The reason is that the most obvious aspect of humans is our subjective experience. (‘Experience’ here does not mean ‘experience’ as in memory and practical skills developed, it means experience as in “I am having an experience right now.” ‘Subjective’ here is not used in the sense of something distorted due to personal bias, but rather as in a mode of being.)
This subjective experience is complex, unified, and real. For example, I might have a visual experience of a meadow. There are many entities in the visual experience (grass here, sky there, and so on), so it is complex in a certain sort of way. These things are in a visual experience, so they are unified. The experience itself is real (i.e., it exists), as opposed to it being an arbitrary grouping of external things (such as may be the case when we talk of a ‘bunch of molecules’).
There is something which must account for the unity of an experience. To one who believes that humans are nothing but ‘molecules’, there does not appear to be anything at hand that is a good explanatory fit.
This problem interconnects with several other problems, including: the unity of experience through a series, subjective being, and the qualitative nature of experience. The above problem of the unity of an experience is symptomatic – someone who describes humans as a ‘bunch of molecules’ will probably be unable to adequately answer any of these problems. This is why someone like Colin McGinn says that the qualitative nature of experience is inexplicable. McGinn is better than many, in that he acknowledges that there is a difficult problem(s) at hand, where the conceptual resources of physicalism do not seem able to afford an answer.

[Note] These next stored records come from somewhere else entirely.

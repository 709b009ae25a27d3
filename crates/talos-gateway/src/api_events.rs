//! REST handlers for producing and reading audit events.

use crate::api::ApiError;
use crate::{publish, AppState};
use axum::{
    extract::{Extension, Query},
    http::StatusCode,
    Json,
};
use serde::{Deserialize, Serialize};
use std::sync::Arc;
use talos_audit::{AuditStats, ListFilter, ListQuery, StatsRange, DEFAULT_LIST_LIMIT};
use talos_integrity::{build_envelope, millis_to_timestamp, now_unix_millis};
use talos_types::{Envelope, EnvelopeFields, Outcome};

/// Largest page `GET /events` returns.
const MAX_LIST_LIMIT: usize = 1_000;

/// Default stats window.
const DEFAULT_WINDOW_HOURS: u32 = 24;

/// Longest stats window accepted (30 days).
const MAX_WINDOW_HOURS: u32 = 24 * 30;

/// Handler for `POST /events`.
///
/// Seals the body into an envelope, broadcasts it to live sessions, and
/// queues it for the audit store. Responds with the sealed envelope.
pub async fn create_event_handler(
    Extension(state): Extension<Arc<AppState>>,
    Json(fields): Json<EnvelopeFields>,
) -> Result<(StatusCode, Json<Arc<Envelope>>), ApiError> {
    if fields.event_type.trim().is_empty() {
        return Err(ApiError::BadRequest("event_type must not be empty".to_string()));
    }

    let envelope = build_envelope(fields).map_err(|e| {
        tracing::error!(error = %e, "failed to seal envelope");
        ApiError::InternalServerError(e.to_string())
    })?;

    let published = publish(&state, envelope);
    Ok((StatusCode::CREATED, Json(published.envelope)))
}

/// Query parameters for `GET /events`.
#[derive(Debug, Default, Deserialize)]
pub struct ListEventsQuery {
    /// Cursor of the oldest event already seen.
    pub before: Option<String>,
    pub limit: Option<usize>,
    pub session_id: Option<String>,
    pub correlation_id: Option<String>,
    /// `OK`, `DENY`, `ERROR`, or `PENDING`.
    pub outcome: Option<String>,
}

/// Response for `GET /events`.
#[derive(Debug, Serialize, Deserialize)]
pub struct ListEventsResponse {
    pub events: Vec<Envelope>,
    pub next_cursor: Option<String>,
    pub count: usize,
}

/// Handler for `GET /events`.
///
/// Pages backwards through the audit store; each page is chronological.
pub async fn list_events_handler(
    Extension(state): Extension<Arc<AppState>>,
    Query(params): Query<ListEventsQuery>,
) -> Result<Json<ListEventsResponse>, ApiError> {
    let outcome = match params.outcome.as_deref().filter(|o| !o.is_empty()) {
        Some(raw) => Some(
            raw.parse::<Outcome>()
                .map_err(|e| ApiError::BadRequest(e.to_string()))?,
        ),
        None => None,
    };

    let query = ListQuery {
        before: params.before.filter(|c| !c.is_empty()),
        limit: params
            .limit
            .unwrap_or(DEFAULT_LIST_LIMIT)
            .clamp(1, MAX_LIST_LIMIT),
        filter: ListFilter {
            session_id: params.session_id,
            correlation_id: params.correlation_id,
            outcome,
        },
    };

    let store = state.store.clone();
    let page = tokio::task::spawn_blocking(move || store.list(&query)).await??;

    let count = page.events.len();
    Ok(Json(ListEventsResponse {
        events: page.events,
        next_cursor: page.next_cursor,
        count,
    }))
}

/// Query parameters for `GET /admin/v1/audit/stats`.
#[derive(Debug, Default, Deserialize)]
pub struct StatsQuery {
    pub window_hours: Option<u32>,
}

/// Response for `GET /admin/v1/audit/stats`.
#[derive(Debug, Serialize)]
pub struct StatsResponse {
    pub window_hours: u32,
    #[serde(flatten)]
    pub stats: AuditStats,
}

/// Handler for `GET /admin/v1/audit/stats`.
///
/// Aggregates the trailing `window_hours` (default 24) of the audit log.
pub async fn stats_handler(
    Extension(state): Extension<Arc<AppState>>,
    Query(params): Query<StatsQuery>,
) -> Result<Json<StatsResponse>, ApiError> {
    let window_hours = params
        .window_hours
        .unwrap_or(DEFAULT_WINDOW_HOURS)
        .clamp(1, MAX_WINDOW_HOURS);
    let range = StatsRange::trailing_hours(millis_to_timestamp(now_unix_millis()), window_hours);

    let store = state.store.clone();
    let stats = tokio::task::spawn_blocking(move || store.stats(range)).await??;

    Ok(Json(StatsResponse {
        window_hours,
        stats,
    }))
}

It might be important to note that the concept ‘physical’ has changed dramatically over the past, say, 400 years. With our current conception of ‘physical’, my working guess is that McGinn is right that the problem of the subjective self is an insoluble mystery for physicalists. That is to say, if one wishes to remain a ‘physicalist’ and solve these problems, something must change within one’s conceptualization of what ‘physical’ things can include.